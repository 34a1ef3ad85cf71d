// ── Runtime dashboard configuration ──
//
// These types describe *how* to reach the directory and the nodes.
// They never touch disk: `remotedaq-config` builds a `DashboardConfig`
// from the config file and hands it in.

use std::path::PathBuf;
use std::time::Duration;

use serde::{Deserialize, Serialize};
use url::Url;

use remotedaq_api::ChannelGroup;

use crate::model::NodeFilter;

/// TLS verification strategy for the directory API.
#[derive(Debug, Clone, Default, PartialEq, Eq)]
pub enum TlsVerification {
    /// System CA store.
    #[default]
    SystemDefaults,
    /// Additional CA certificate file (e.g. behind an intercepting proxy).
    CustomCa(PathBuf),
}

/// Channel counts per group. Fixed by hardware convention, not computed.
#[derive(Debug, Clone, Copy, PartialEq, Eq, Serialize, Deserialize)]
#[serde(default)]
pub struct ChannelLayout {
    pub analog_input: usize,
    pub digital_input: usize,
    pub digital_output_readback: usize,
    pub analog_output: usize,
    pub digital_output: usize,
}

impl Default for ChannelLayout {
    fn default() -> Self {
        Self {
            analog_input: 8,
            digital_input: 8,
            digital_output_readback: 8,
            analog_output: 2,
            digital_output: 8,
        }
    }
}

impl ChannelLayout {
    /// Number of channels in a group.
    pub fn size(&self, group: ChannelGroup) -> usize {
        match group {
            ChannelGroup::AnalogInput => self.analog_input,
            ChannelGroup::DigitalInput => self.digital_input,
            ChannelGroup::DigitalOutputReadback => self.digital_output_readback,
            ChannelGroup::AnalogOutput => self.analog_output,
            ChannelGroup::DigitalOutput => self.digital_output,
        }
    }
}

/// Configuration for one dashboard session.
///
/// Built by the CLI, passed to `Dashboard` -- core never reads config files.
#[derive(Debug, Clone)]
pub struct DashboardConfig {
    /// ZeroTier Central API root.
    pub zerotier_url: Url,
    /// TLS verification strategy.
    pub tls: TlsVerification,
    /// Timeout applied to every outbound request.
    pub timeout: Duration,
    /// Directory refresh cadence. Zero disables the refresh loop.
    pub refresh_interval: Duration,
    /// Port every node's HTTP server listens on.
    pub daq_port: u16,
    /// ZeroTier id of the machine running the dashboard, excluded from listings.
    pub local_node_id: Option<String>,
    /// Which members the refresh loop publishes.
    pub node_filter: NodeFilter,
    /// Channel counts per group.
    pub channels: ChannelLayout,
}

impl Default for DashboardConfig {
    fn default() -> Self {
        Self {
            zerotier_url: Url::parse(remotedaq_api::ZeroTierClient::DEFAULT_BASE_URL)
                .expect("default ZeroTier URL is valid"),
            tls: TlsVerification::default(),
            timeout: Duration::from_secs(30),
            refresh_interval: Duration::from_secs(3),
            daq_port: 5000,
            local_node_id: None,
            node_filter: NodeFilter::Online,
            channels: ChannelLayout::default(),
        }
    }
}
========================================
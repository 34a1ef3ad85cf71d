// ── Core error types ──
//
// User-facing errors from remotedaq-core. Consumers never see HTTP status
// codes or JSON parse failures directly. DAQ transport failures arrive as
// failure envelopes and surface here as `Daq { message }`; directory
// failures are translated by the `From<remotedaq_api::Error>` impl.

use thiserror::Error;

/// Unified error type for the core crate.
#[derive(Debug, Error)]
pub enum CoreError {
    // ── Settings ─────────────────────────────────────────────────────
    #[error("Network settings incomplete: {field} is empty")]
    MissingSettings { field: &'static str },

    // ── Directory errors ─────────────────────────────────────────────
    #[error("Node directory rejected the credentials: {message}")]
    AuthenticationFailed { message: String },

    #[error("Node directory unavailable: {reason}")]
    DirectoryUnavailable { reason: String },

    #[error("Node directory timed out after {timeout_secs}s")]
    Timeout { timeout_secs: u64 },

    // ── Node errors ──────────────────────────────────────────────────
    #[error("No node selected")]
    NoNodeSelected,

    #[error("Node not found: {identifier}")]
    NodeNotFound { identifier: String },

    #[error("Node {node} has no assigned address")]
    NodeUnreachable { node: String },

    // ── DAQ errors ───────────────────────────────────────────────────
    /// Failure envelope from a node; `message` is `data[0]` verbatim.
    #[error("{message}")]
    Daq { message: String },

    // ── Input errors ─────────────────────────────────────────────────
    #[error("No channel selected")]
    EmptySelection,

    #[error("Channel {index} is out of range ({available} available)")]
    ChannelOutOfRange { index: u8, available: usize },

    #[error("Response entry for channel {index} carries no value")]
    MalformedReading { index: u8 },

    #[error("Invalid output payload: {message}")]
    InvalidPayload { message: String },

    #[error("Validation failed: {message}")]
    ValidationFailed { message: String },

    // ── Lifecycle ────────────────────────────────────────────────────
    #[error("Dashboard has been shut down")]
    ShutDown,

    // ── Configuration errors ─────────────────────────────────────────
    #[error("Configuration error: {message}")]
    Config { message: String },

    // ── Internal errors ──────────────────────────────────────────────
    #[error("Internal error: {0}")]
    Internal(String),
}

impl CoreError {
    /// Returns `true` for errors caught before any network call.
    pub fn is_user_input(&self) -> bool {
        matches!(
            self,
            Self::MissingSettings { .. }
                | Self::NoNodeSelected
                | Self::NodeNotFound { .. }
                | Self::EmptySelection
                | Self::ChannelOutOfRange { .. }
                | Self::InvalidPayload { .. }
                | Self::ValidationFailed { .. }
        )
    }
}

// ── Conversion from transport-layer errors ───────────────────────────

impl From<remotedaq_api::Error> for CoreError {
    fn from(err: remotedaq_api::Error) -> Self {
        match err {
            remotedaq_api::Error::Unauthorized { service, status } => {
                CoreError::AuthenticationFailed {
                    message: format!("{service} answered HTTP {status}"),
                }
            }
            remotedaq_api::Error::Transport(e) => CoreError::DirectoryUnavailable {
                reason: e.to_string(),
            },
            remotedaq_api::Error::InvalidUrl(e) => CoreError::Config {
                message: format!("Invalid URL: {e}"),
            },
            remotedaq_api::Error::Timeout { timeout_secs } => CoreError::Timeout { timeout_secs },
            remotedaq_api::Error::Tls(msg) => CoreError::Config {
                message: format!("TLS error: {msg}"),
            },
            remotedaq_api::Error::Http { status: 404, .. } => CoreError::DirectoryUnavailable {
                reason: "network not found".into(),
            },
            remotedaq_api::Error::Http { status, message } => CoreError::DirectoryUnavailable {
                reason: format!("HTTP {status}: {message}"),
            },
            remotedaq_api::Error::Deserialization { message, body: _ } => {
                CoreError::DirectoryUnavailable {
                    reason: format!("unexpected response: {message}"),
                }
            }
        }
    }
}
========================================
**YOUR OBJECTIVE**
In the listing above, find the line containing "out of range" and the line containing "any network call.", then repeat those two lines and everything between them exactly.

**REPLY**
    #[error("Channel {index} is out of range ({available} available)")]
    ChannelOutOfRange { index: u8, available: usize },

    #[error("Response entry for channel {index} carries no value")]
    MalformedReading { index: u8 },

    #[error("Invalid output payload: {message}")]
    InvalidPayload { message: String },

    #[error("Validation failed: {message}")]
    ValidationFailed { message: String },

    // ── Lifecycle ────────────────────────────────────────────────────
    #[error("Dashboard has been shut down")]
    ShutDown,

    // ── Configuration errors ─────────────────────────────────────────
    #[error("Configuration error: {message}")]
    Config { message: String },

    // ── Internal errors ──────────────────────────────────────────────
    #[error("Internal error: {0}")]
    Internal(String),
}

impl CoreError {
    /// Returns `true` for errors caught before any network call.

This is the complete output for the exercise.